• Work request
Each of the records must appear again, exactly as it was written.

• Records for the task

//! channels
//!
//! typed conduits between procs. a channel is the only way one proc can
//! observe another, and the only way a proc can feed itself.

use std::fmt;
use std::hash::{Hash, Hasher};

use ustr::Ustr;

use crate::types::Type;
use crate::value::Value;

/// index of a channel within its network, tagged with that network
///
/// ids handed out by one network are unknown to every other network
#[derive(
    Debug, Copy, Clone, PartialEq, Eq, PartialOrd, Ord, serde::Deserialize, serde::Serialize,
)]
pub struct ChannelId {
    network: u32,
    index: u32,
}

impl nohash_hasher::IsEnabled for ChannelId {}

impl Hash for ChannelId {
    fn hash<H: Hasher>(&self, state: &mut H) {
        state.write_u64(((self.network as u64) << 32) | self.index as u64)
    }
}

impl ChannelId {
    pub(crate) fn new(network: u32, index: u32) -> Self {
        Self { network, index }
    }

    pub(crate) fn network(&self) -> u32 {
        self.network
    }

    pub fn index(&self) -> usize {
        self.index as usize
    }
}

impl fmt::Display for ChannelId {
    fn fmt(&self, f: &mut fmt::Formatter<'_>) -> fmt::Result {
        write!(f, "chan#{}", self.index)
    }
}

/// which proc-side endpoints may use a channel
#[derive(
    Debug, Copy, Clone, PartialEq, Eq, PartialOrd, Ord, Hash, serde::Deserialize, serde::Serialize,
)]
pub enum ChannelOps {
    /// procs only send; the values leave the network
    SendOnly,
    /// procs only receive; the values enter the network from outside
    ReceiveOnly,
    SendReceive,
}

impl ChannelOps {
    pub fn supports_send(&self) -> bool {
        matches!(self, Self::SendOnly | Self::SendReceive)
    }

    pub fn supports_receive(&self) -> bool {
        matches!(self, Self::ReceiveOnly | Self::SendReceive)
    }
}

impl fmt::Display for ChannelOps {
    fn fmt(&self, f: &mut fmt::Formatter<'_>) -> fmt::Result {
        match self {
            Self::SendOnly => write!(f, "send_only"),
            Self::ReceiveOnly => write!(f, "receive_only"),
            Self::SendReceive => write!(f, "send_receive"),
        }
    }
}

#[derive(
    Debug, Copy, Clone, PartialEq, Eq, PartialOrd, Ord, Hash, serde::Deserialize, serde::Serialize,
)]
pub enum ChannelKind {
    /// a fifo of values
    Streaming,
    /// at most one pending value; writes replace it
    SingleValue,
}

/// informational only; back-pressure is modelled by queue capacity
#[derive(
    Debug, Copy, Clone, PartialEq, Eq, PartialOrd, Ord, Hash, serde::Deserialize, serde::Serialize,
)]
pub enum FlowControl {
    None,
    ReadyValid,
}

/// a channel description, before the network assigns it an id
#[derive(Debug, Clone, PartialEq, Eq, serde::Deserialize, serde::Serialize)]
pub struct ChannelSpec {
    pub name: Ustr,
    pub ty: Type,
    pub ops: ChannelOps,
    pub kind: ChannelKind,
    pub flow_control: FlowControl,
    pub capacity: Option<usize>,
    pub initial_values: Vec<Value>,
}

impl ChannelSpec {
    pub fn streaming(name: impl AsRef<str>, ops: ChannelOps, ty: Type) -> Self {
        Self {
            name: Ustr::from(name.as_ref()),
            ty,
            ops,
            kind: ChannelKind::Streaming,
            flow_control: FlowControl::ReadyValid,
            capacity: None,
            initial_values: Vec::new(),
        }
    }

    pub fn single_value(name: impl AsRef<str>, ops: ChannelOps, ty: Type) -> Self {
        Self {
            kind: ChannelKind::SingleValue,
            flow_control: FlowControl::None,
            ..Self::streaming(name, ops, ty)
        }
    }

    pub fn with_capacity(mut self, capacity: usize) -> Self {
        self.capacity = Some(capacity);
        self
    }

    pub fn with_flow_control(mut self, flow_control: FlowControl) -> Self {
        self.flow_control = flow_control;
        self
    }

    pub fn with_initial_values(mut self, values: impl IntoIterator<Item = Value>) -> Self {
        self.initial_values = values.into_iter().collect();
        self
    }
}

#[derive(Debug, Clone, PartialEq, Eq, serde::Deserialize, serde::Serialize)]
pub struct Channel {
    id: ChannelId,
    name: Ustr,
    ty: Type,
    ops: ChannelOps,
    kind: ChannelKind,
    flow_control: FlowControl,
    capacity: Option<usize>,
    initial_values: Vec<Value>,
}

impl Channel {
    pub(crate) fn from_spec(id: ChannelId, spec: ChannelSpec) -> Self {
        Self {
            id,
            name: spec.name,
            ty: spec.ty,
            ops: spec.ops,
            kind: spec.kind,
            flow_control: spec.flow_control,
            capacity: spec.capacity,
            initial_values: spec.initial_values,
        }
    }

    pub fn id(&self) -> ChannelId {
        self.id
    }

    pub fn name(&self) -> Ustr {
        self.name
    }

    pub fn ty(&self) -> &Type {
        &self.ty
    }

    pub fn ops(&self) -> ChannelOps {
        self.ops
    }

    pub fn kind(&self) -> ChannelKind {
        self.kind
    }

    pub fn flow_control(&self) -> FlowControl {
        self.flow_control
    }

    /// bound on buffered values; only streaming channels honour it
    pub fn capacity(&self) -> Option<usize> {
        self.capacity
    }

    pub fn initial_values(&self) -> &[Value] {
        &self.initial_values
    }
}

impl fmt::Display for Channel {
    fn fmt(&self, f: &mut fmt::Formatter<'_>) -> fmt::Result {
        write!(f, "chan {}({}, id={}, ops={}", self.name, self.ty, self.id.index, self.ops)?;
        if let Some(capacity) = self.capacity {
            write!(f, ", capacity={}", capacity)?;
        }
        if !self.initial_values.is_empty() {
            write!(f, ", initial_values={{")?;
            for (i, value) in self.initial_values.iter().enumerate() {
                if i > 0 {
                    write!(f, ", ")?;
                }
                write!(f, "{}", value)?;
            }
            write!(f, "}}")?;
        }
        write!(f, ")")
    }
}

• Problem solution
//! channels
//!
//! typed conduits between procs. a channel is the only way one proc can
//! observe another, and the only way a proc can feed itself.

use std::fmt;
use std::hash::{Hash, Hasher};

use ustr::Ustr;

use crate::types::Type;
use crate::value::Value;

/// index of a channel within its network, tagged with that network
///
/// ids handed out by one network are unknown to every other network
#[derive(
    Debug, Copy, Clone, PartialEq, Eq, PartialOrd, Ord, serde::Deserialize, serde::Serialize,
)]
pub struct ChannelId {
    network: u32,
    index: u32,
}

impl nohash_hasher::IsEnabled for ChannelId {}

impl Hash for ChannelId {
    fn hash<H: Hasher>(&self, state: &mut H) {
        state.write_u64(((self.network as u64) << 32) | self.index as u64)
    }
}

impl ChannelId {
    pub(crate) fn new(network: u32, index: u32) -> Self {
        Self { network, index }
    }

    pub(crate) fn network(&self) -> u32 {
        self.network
    }

    pub fn index(&self) -> usize {
        self.index as usize
    }
}

impl fmt::Display for ChannelId {
    fn fmt(&self, f: &mut fmt::Formatter<'_>) -> fmt::Result {
        write!(f, "chan#{}", self.index)
    }
}

/// which proc-side endpoints may use a channel
#[derive(
    Debug, Copy, Clone, PartialEq, Eq, PartialOrd, Ord, Hash, serde::Deserialize, serde::Serialize,
)]
pub enum ChannelOps {
    /// procs only send; the values leave the network
    SendOnly,
    /// procs only receive; the values enter the network from outside
    ReceiveOnly,
    SendReceive,
}

impl ChannelOps {
    pub fn supports_send(&self) -> bool {
        matches!(self, Self::SendOnly | Self::SendReceive)
    }

    pub fn supports_receive(&self) -> bool {
        matches!(self, Self::ReceiveOnly | Self::SendReceive)
    }
}

impl fmt::Display for ChannelOps {
    fn fmt(&self, f: &mut fmt::Formatter<'_>) -> fmt::Result {
        match self {
            Self::SendOnly => write!(f, "send_only"),
            Self::ReceiveOnly => write!(f, "receive_only"),
            Self::SendReceive => write!(f, "send_receive"),
        }
    }
}

#[derive(
    Debug, Copy, Clone, PartialEq, Eq, PartialOrd, Ord, Hash, serde::Deserialize, serde::Serialize,
)]
pub enum ChannelKind {
    /// a fifo of values
    Streaming,
    /// at most one pending value; writes replace it
    SingleValue,
}

/// informational only; back-pressure is modelled by queue capacity
#[derive(
    Debug, Copy, Clone, PartialEq, Eq, PartialOrd, Ord, Hash, serde::Deserialize, serde::Serialize,
)]
pub enum FlowControl {
    None,
    ReadyValid,
}

/// a channel description, before the network assigns it an id
#[derive(Debug, Clone, PartialEq, Eq, serde::Deserialize, serde::Serialize)]
pub struct ChannelSpec {
    pub name: Ustr,
    pub ty: Type,
    pub ops: ChannelOps,
    pub kind: ChannelKind,
    pub flow_control: FlowControl,
    pub capacity: Option<usize>,
    pub initial_values: Vec<Value>,
}

impl ChannelSpec {
    pub fn streaming(name: impl AsRef<str>, ops: ChannelOps, ty: Type) -> Self {
        Self {
            name: Ustr::from(name.as_ref()),
            ty,
            ops,
            kind: ChannelKind::Streaming,
            flow_control: FlowControl::ReadyValid,
            capacity: None,
            initial_values: Vec::new(),
        }
    }

    pub fn single_value(name: impl AsRef<str>, ops: ChannelOps, ty: Type) -> Self {
        Self {
            kind: ChannelKind::SingleValue,
            flow_control: FlowControl::None,
            ..Self::streaming(name, ops, ty)
        }
    }

    pub fn with_capacity(mut self, capacity: usize) -> Self {
        self.capacity = Some(capacity);
        self
    }

    pub fn with_flow_control(mut self, flow_control: FlowControl) -> Self {
        self.flow_control = flow_control;
        self
    }

    pub fn with_initial_values(mut self, values: impl IntoIterator<Item = Value>) -> Self {
        self.initial_values = values.into_iter().collect();
        self
    }
}

#[derive(Debug, Clone, PartialEq, Eq, serde::Deserialize, serde::Serialize)]
pub struct Channel {
    id: ChannelId,
    name: Ustr,
    ty: Type,
    ops: ChannelOps,
    kind: ChannelKind,
    flow_control: FlowControl,
    capacity: Option<usize>,
    initial_values: Vec<Value>,
}

impl Channel {
    pub(crate) fn from_spec(id: ChannelId, spec: ChannelSpec) -> Self {
        Self {
            id,
            name: spec.name,
            ty: spec.ty,
            ops: spec.ops,
            kind: spec.kind,
            flow_control: spec.flow_control,
            capacity: spec.capacity,
            initial_values: spec.initial_values,
        }
    }

    pub fn id(&self) -> ChannelId {
        self.id
    }

    pub fn name(&self) -> Ustr {
        self.name
    }

    pub fn ty(&self) -> &Type {
        &self.ty
    }

    pub fn ops(&self) -> ChannelOps {
        self.ops
    }

    pub fn kind(&self) -> ChannelKind {
        self.kind
    }

    pub fn flow_control(&self) -> FlowControl {
        self.flow_control
    }

    /// bound on buffered values; only streaming channels honour it
    pub fn capacity(&self) -> Option<usize> {
        self.capacity
    }

    pub fn initial_values(&self) -> &[Value] {
        &self.initial_values
    }
}

impl fmt::Display for Channel {
    fn fmt(&self, f: &mut fmt::Formatter<'_>) -> fmt::Result {
        write!(f, "chan {}({}, id={}, ops={}", self.name, self.ty, self.id.index, self.ops)?;
        if let Some(capacity) = self.capacity {
            write!(f, ", capacity={}", capacity)?;
        }
        if !self.initial_values.is_empty() {
            write!(f, ", initial_values={{")?;
            for (i, value) in self.initial_values.iter().enumerate() {
                if i > 0 {
                    write!(f, ", ")?;
                }
                write!(f, "{}", value)?;
            }
            write!(f, "}}")?;
        }
        write!(f, ")")
    }
}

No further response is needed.